A new study in Nature narrows the boundary to just one quarter of water molecules in the uppermost layer — those that happen to have one hydrogen atom in water and the other vibrating freely above.
Such molecules straddle gas and liquid phases, according to senior author and USC Dornsife Associate Professor of Chemistry Alexander Benderskii, who said the free hydrogen behaves like an atom in gas phase, while its twin below acts much like the other atoms that make up “bulk” water.
The finding matters for theoretical reasons and for practical studies of reactions at the water’s surface, including the processes that maintain a vital supply of nitrogen, oxygen and carbon dioxide in the atmosphere.
“The air-water interface is about 70 percent of the earth’s surface,” Benderskii said. “A lot of chemical reactions that are responsible for our atmospheric balance, as well as many processes important in environmental chemistry, happen at the air-water interface.”

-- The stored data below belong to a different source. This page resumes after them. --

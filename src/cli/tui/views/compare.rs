//! Compare view: the two items of the current query side by side

use ratatui::{
    prelude::*,
    widgets::{Block, Borders, Gauge, Paragraph, Wrap},
};

use crate::cli::tui::utils::{truncate_str, wrapped_rows};
use crate::domain::{Pair, Progress};
use crate::storage::KeyConfig;

/// What the compare view shows
pub struct CompareView<'a> {
    pub pair: &'a Pair,
    pub progress: Option<Progress>,
    pub keys: &'a KeyConfig,
    pub status: Option<&'a str>,
}

/// Screen areas of the two item panels, for mouse hit-testing
#[derive(Debug, Clone, Copy, Default, PartialEq, Eq)]
pub struct PanelAreas {
    pub first: Rect,
    pub second: Rect,
}

/// Draw the compare layout
pub fn draw(frame: &mut Frame, view: &CompareView) -> PanelAreas {
    let area = frame.area();

    let progress_height = if view.progress.is_some() { 3 } else { 0 };
    let chunks = Layout::default()
        .direction(Direction::Vertical)
        .constraints([
            Constraint::Length(3),               // Question
            Constraint::Min(5),                  // Items
            Constraint::Length(progress_height), // Progress
            Constraint::Length(3),               // Status bar
        ])
        .split(area);

    draw_question(frame, chunks[0]);
    let panels = draw_items(frame, view, chunks[1]);
    if let Some(progress) = view.progress {
        draw_progress(frame, progress, chunks[2]);
    }
    draw_status_bar(frame, view, chunks[3]);

    panels
}

fn draw_question(frame: &mut Frame, area: Rect) {
    let question = Paragraph::new("Which item should come first?")
        .alignment(Alignment::Center)
        .style(Style::default().add_modifier(Modifier::BOLD))
        .block(Block::default().borders(Borders::BOTTOM));

    frame.render_widget(question, area);
}

fn draw_items(frame: &mut Frame, view: &CompareView, area: Rect) -> PanelAreas {
    let columns = Layout::default()
        .direction(Direction::Horizontal)
        .constraints([Constraint::Percentage(50), Constraint::Percentage(50)])
        .split(area);

    let first_title = format!(" [←/1/{}] ", view.keys.first);
    let second_title = format!(" [→/2/{}] ", view.keys.second);

    draw_item(frame, view.pair.first.as_str(), &first_title, columns[0]);
    draw_item(frame, view.pair.second.as_str(), &second_title, columns[1]);

    PanelAreas {
        first: columns[0],
        second: columns[1],
    }
}

fn draw_item(frame: &mut Frame, text: &str, title: &str, area: Rect) {
    let inner_width = area.width.saturating_sub(2);
    let inner_height = area.height.saturating_sub(2);

    // Items that cannot fit the panel are cut, not scrolled
    let capacity = usize::from(inner_width) * usize::from(inner_height);
    let text = truncate_str(text, capacity);

    // Center vertically by padding with blank rows
    let rows = wrapped_rows(&text, inner_width);
    let padding = inner_height.saturating_sub(rows) / 2;
    let mut lines: Vec<Line> = (0..padding).map(|_| Line::default()).collect();
    lines.push(Line::from(text));

    let paragraph = Paragraph::new(lines)
        .alignment(Alignment::Center)
        .wrap(Wrap { trim: false })
        .block(
            Block::default()
                .title(title.to_string())
                .borders(Borders::ALL)
                .border_style(Style::default().fg(Color::Cyan)),
        );

    frame.render_widget(paragraph, area);
}

fn draw_progress(frame: &mut Frame, progress: Progress, area: Rect) {
    let gauge = Gauge::default()
        .block(Block::default().borders(Borders::ALL))
        .gauge_style(Style::default().fg(Color::Green))
        .ratio(progress.ratio().clamp(0.0, 1.0))
        .label(format!(
            "Progress: {}/{} comparisons made",
            progress.resolved, progress.total
        ));

    frame.render_widget(gauge, area);
}

fn draw_status_bar(frame: &mut Frame, view: &CompareView, area: Rect) {
    let default_help = format!(
        "[←/1/{}] left first  [→/2/{}] right first  click a panel  [q]uit",
        view.keys.first, view.keys.second
    );
    let (content, style) = match view.status {
        Some(message) => (message.to_string(), Style::default().fg(Color::Yellow)),
        None => (default_help, Style::default()),
    };

    let paragraph = Paragraph::new(format!("pairsort {}", content))
        .style(style)
        .block(Block::default().borders(Borders::ALL));

    frame.render_widget(paragraph, area);
}

#[cfg(test)]
mod tests {
    use super::*;
    use crate::domain::Item;
    use ratatui::backend::TestBackend;

    fn render(progress: Option<Progress>) -> (ratatui::buffer::Buffer, PanelAreas) {
        let backend = TestBackend::new(80, 20);
        let mut terminal = ratatui::Terminal::new(backend).unwrap();
        let pair = Pair::new(Item::new("Dune"), Item::new("Hyperion"));
        let keys = KeyConfig::default();
        let view = CompareView {
            pair: &pair,
            progress,
            keys: &keys,
            status: None,
        };

        let mut areas = PanelAreas::default();
        terminal
            .draw(|frame| areas = draw(frame, &view))
            .unwrap();
        (terminal.backend().buffer().clone(), areas)
    }

    fn buffer_text(buffer: &ratatui::buffer::Buffer) -> String {
        buffer.content().iter().map(|cell| cell.symbol()).collect()
    }

    #[test]
    fn shows_both_items_and_progress() {
        let (buffer, _) = render(Some(Progress { resolved: 2, total: 6 }));
        let text = buffer_text(&buffer);

        assert!(text.contains("Which item should come first?"));
        assert!(text.contains("Dune"));
        assert!(text.contains("Hyperion"));
        assert!(text.contains("Progress: 2/6 comparisons made"));
    }

    #[test]
    fn progress_hidden_when_disabled() {
        let (buffer, _) = render(None);
        assert!(!buffer_text(&buffer).contains("comparisons made"));
    }

    #[test]
    fn panels_split_the_width() {
        let (_, areas) = render(None);
        assert_eq!(areas.first.x, 0);
        assert_eq!(areas.second.x, 40);
        assert_eq!(areas.first.width, 40);
        assert!(areas.first.height >= 5);
    }
}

He added that the study provided a new way for chemists and biologists to study other interfaces, such as the boundary between water and biomembranes that marks the edge of every living cell.
“Water interfaces in general are important,” Benderskii said, calling the study “an open door that now we can walk through and broaden the range of our investigations to other, perhaps more complex, acqueous interfaces.”
In their study, Benderskii and his colleagues used techniques they invented to test the strength of hydrogen bonds linking water molecules (from the hydrogen of one molecule to the oxygen of another). These are the bonds that keep water a liquid at room temperature.
Specifically, the researchers inferred the bond strength by measuring the hydrogen-oxygen vibration frequency. The bond gets stronger as the frequency decreases, similar to the pull one feels when slowing down a child on a swing.
The researchers focused on the straddling molecules with only one hydrogen atom in water.
Compared to other bonds deeper in water, “the hydrogen bond is surprisingly only slightly weaker,” according to Benderskii.
Likewise, the bond for the hydrogen atom sticking out of the water is similar in strength to bonds in the gas phase.
The researchers concluded that the change between air and water happens in the space of a single water molecule.
“You recover the bulk phase of water extremely quickly,” Benderskii said.
While the transition happens in the uppermost layer of water molecules, the molecules involved change constantly. Even when they rise to the top layer, molecules for the most part are wholly submerged, spending only a quarter of their time straddling air and water.
The study raises the question of how exactly to define the air-water boundary.
If the straddling molecules constitute the boundary, it would be analogous to a wood fence where three of every four boards are missing — except that since water molecules always are moving between submerged and straddling positions, the location of the fourth board would change millions of times per second.
If the boundary were the entire top layer of water molecules, the analogy would be a fence where one in four boards is sticking out at any one time.
A physical chemist, Benderskii began the study at Wayne State University in Detroit before joining USC Dornsife in 2009.
Benderskii’s collaborators were lead author Igor Stiopkin, formerly at Wayne State and now at the University of Wisconsin-Madison; Champika Weeraman, also previously at Wayne State and now at Canada’s National Research Council in Ottawa; Piotr Pieniazek and James Skinner of the University of Wisconsin-Madison; and Fadel Shalhout, formerly at Wayne State and now at USC Dornsife.
The National Science Foundation and the U.S. Department of Energy funded the study.